How to make your own 3D photograph

This article was taken from the April issue of Wired magazine. Be the first to read Wired's articles in print before they're posted online, and get your hands on loads of additional content by subscribing online

Yes, you can recreate Avatar in your bedroom, with nothing more complicated than an ordinary digital camera and a computer. At any rate, you can make an anaglyph -- a 3D image created by overlaying different-coloured images. To view it you'll need old style 3D specs, one red lens, one blue.

1. Get snapping

Take two pictures of the same thing, one with the camera pressed to your left eye, one to your right -- you're trying to duplicate your own stereoscopic vision. A viewfinder is easier to use than a screen; a tripod or a flat surface can help you keep the shots level. When you flick between the two pictures on the camera, they should hardly move.

2. Save to desktop

Download to your computer.

3. Try the short cut

Upload your pictures to an online anaglyph conversion site -- stereo3d.adpeach.com worked for us -- and let it do the work for you. Two caveats: the site may not let you save the picture -- so take a screen-grab; and the 3D effect will work better on your monitor than printed out.

4. Do it the longway

If you're game you can do the job yourself on your computer, either by downloading a 3D conversion program or -- because who wants to clutter their hard-drive? -- with general-purpose photo-editing software: Photoshop or freeware such as Gimp (which works for Windows, Linux or OS X).

5. Fade to grey

Convert both images to greyscale.
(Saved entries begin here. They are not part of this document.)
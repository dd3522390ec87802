//! `[features]` section configuration.
//!
//! Turns individual build stages on or off. Read once at startup.

use super::defaults;
use educe::Educe;
use serde::{Deserialize, Serialize};

/// `[features]` section in sitepipe.toml - stage toggles.
///
/// # Example
/// ```toml
/// [features]
/// polyfills = false   # one bundle per script directory
/// transpile = false
/// ```
#[derive(Debug, Clone, Copy, PartialEq, Eq, Educe, Serialize, Deserialize)]
#[educe(Default)]
#[serde(deny_unknown_fields)]
pub struct FeatureToggles {
    /// Remove the output root before building.
    #[serde(default = "defaults::r#true")]
    #[educe(Default = true)]
    pub clean: bool,

    /// Lint, bundle and minify scripts.
    #[serde(default = "defaults::r#true")]
    #[educe(Default = true)]
    pub scripts: bool,

    /// Split each script directory into bundles with and without polyfills.
    #[serde(default = "defaults::r#true")]
    #[educe(Default = true)]
    pub polyfills: bool,

    /// Compile, prefix and minify stylesheets.
    #[serde(default = "defaults::r#true")]
    #[educe(Default = true)]
    pub styles: bool,

    /// Optimize SVG files.
    #[serde(default = "defaults::r#true")]
    #[educe(Default = true)]
    pub svgs: bool,

    /// Copy static files.
    #[serde(default = "defaults::r#true")]
    #[educe(Default = true)]
    pub copy: bool,

    /// Transpile typed sources to plain scripts.
    #[serde(default = "defaults::r#true", alias = "typescript")]
    #[educe(Default = true)]
    pub transpile: bool,

    /// Serve the output and reload browsers after rebuilds in watch mode.
    #[serde(default = "defaults::r#true")]
    #[educe(Default = true)]
    pub reload: bool,
}
//! Stylesheet compilation.

use super::{StageContext, read_source, run_chain};
use crate::{
    pipeline::{Chain, Rename},
    stages::Stage,
    utils::fs::{Depth, collect_files, file_name, has_extension},
};
use anyhow::Result;

pub fn run(ctx: &StageContext<'_>) -> Result<usize> {
    let paths = &ctx.workspace.styles;
    let tools = ctx.tools;
    let chain = Chain::new()
        .apply(tools.style_compiler.clone())
        .apply(tools.style_prefixer.clone())
        .banner(ctx.banner)
        .emit()
        .rename(Rename::Suffix(".min"))
        .apply(tools.style_minifier.clone())
        .emit();

    let sources = collect_files(&paths.input, Depth::Recursive)
        .into_iter()
        .filter(|p| has_extension(p, &["scss", "sass"]))
        .filter(|p| !file_name(p).starts_with('_'))
        .map(|file| {
            let relative = file.strip_prefix(&paths.input).unwrap_or(&file);
            read_source(&file, &relative.with_extension("css"))
        })
        .collect::<Result<Vec<_>>>()?;

    let writer = ctx.output.writer(Stage::Styles, &paths.output);
    run_chain(&chain, sources, &writer)
}

#[cfg(test)]
mod tests {
    use super::super::testing::*;
    use super::*;
    use crate::{config::FeatureToggles, graph::TaskResult};

    #[test]
    fn test_partials_skipped_and_tree_kept() {
        let (_dir, ws) = workspace(&[
            ("src/sass/main.scss", ".a { color: red; }"),
            ("src/sass/_vars.scss", "$x: 1;"),
            ("src/sass/pages/home.sass", ".b\n  color: blue"),
            ("src/sass/notes.txt", "ignored"),
        ]);
        let (result, sink) = run_stage(Stage::Styles, &ws, FeatureToggles::default(), None);

        assert!(matches!(result, TaskResult::Succeeded(4)));
        assert_eq!(
            outputs(&ws, &sink),
            vec!["css/main.css", "css/main.min.css", "css/pages/home.css", "css/pages/home.min.css"]
        );
    }

    #[test]
    fn test_banner_before_minifier() {
        let (_dir, ws) = workspace(&[("src/sass/main.scss", ".a { color: red; }")]);
        let (_, sink) = run_stage(Stage::Styles, &ws, FeatureToggles::default(), None);
        let banner = banner();

        let full = text(&sink, &ws.styles.output.join("main.css"));
        assert_eq!(full, format!("{}.a {{ color: red; }}", banner.as_str()));

        // The minifier sees the banner and squashes it with everything else
        let min = text(&sink, &ws.styles.output.join("main.min.css"));
        assert!(min.starts_with("/*!x"));
        assert!(min.ends_with(".a{color:red;}"));
    }

    #[test]
    fn test_compile_error_fails_stage() {
        let (_dir, ws) = workspace(&[
            ("src/sass/ok.scss", ".a {}"),
            ("src/sass/bad.scss", "ERROR"),
        ]);
        let (result, _) = run_stage(Stage::Styles, &ws, FeatureToggles::default(), None);

        let TaskResult::Failed(err) = result else {
            panic!("expected failure");
        };
        assert!(format!("{err:#}").contains("bad.scss"));
    }
}
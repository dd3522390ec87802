//! sitepipe - asset build pipeline for multi-site workspaces.

mod build;
mod cli;
mod config;
mod graph;
mod output;
mod pipeline;
mod reload;
mod serve;
mod stages;
mod tools;
mod utils;
mod watch;
mod workspace;

use anyhow::{Context, Result};
use build::Pipeline;
use clap::Parser;
use cli::Cli;
use config::PipelineConfig;
use reload::ReloadHub;
use serve::DevServer;
use std::net::{IpAddr, SocketAddr};
use watch::watch_for_changes_blocking;
use workspace::{Resolver, StdinPrompt, Workspace};

fn main() -> Result<()> {
    let cli = Cli::parse();
    let config: &'static PipelineConfig = Box::leak(Box::new(PipelineConfig::load(&cli)?));

    let mut resolver = Resolver::new(&config.workspace, StdinPrompt::new());
    let workspace = match resolver.resolve(&cli.site_arg()) {
        Ok(workspace) => workspace.clone(),
        // Usage mistakes print guidance and end the run without building
        Err(err) if err.is_usage() => {
            log!("error"; "{err}");
            return Ok(());
        }
        Err(err) => return Err(err.into()),
    };

    let pipeline = Pipeline::from_config(config)?;
    pipeline.build(&workspace)?;

    if cli.is_watch() {
        serve_and_watch(config, Box::leak(Box::new(workspace)), Box::leak(Box::new(pipeline)))?;
    }

    Ok(())
}

/// Serve the output with live reload and rebuild on change.
///
/// With `reload` disabled only the watcher runs.
fn serve_and_watch(
    config: &'static PipelineConfig,
    workspace: &'static Workspace,
    pipeline: &'static Pipeline,
) -> Result<()> {
    if !pipeline.features().reload {
        log!("watch"; "live reload disabled, watching without server");
        return watch_for_changes_blocking(workspace, pipeline, None);
    }

    let interface: IpAddr = config
        .serve
        .interface
        .parse()
        .with_context(|| format!("Invalid serve interface `{}`", config.serve.interface))?;
    let hub = ReloadHub::bind(SocketAddr::new(interface, config.serve.reload_port))?;
    let server = DevServer::new(&workspace.reload, Some(hub.port()));

    std::thread::spawn(move || {
        if let Err(err) = watch_for_changes_blocking(workspace, pipeline, Some(hub.as_ref())) {
            log!("watch"; "{err}");
        }
    });

    // Blocks until Ctrl+C
    server.run(&config.serve)
}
Now convert the righthand image (the one you took using your right eye) back to RGB -- it will still look grey.

6. Press the red key

Still on the right image: find the mode on your software that allows you to control colour channels (on Photoshop, it's easy; on Gimp, look under "dockable dialogues" in the windows menu). Select the Red channel.

7. Copy and paste

Go to the left image: select all, then copy. Now back to the right image: check the Red channel is still selected, and paste.

8. Put on your specs

You should now have a haloed red and blue image. Put on your glasses, sit back, and enjoy the sense that something is about to poke you in the eye.

9. Start seeing 3D

If you're not getting the 3D effect, you may have got the images reversed -- it's an easy mistake. Repeat the process but with the images reversed, or just turn the glasses upside down. Now you should be experiencing your totally immersive 3D.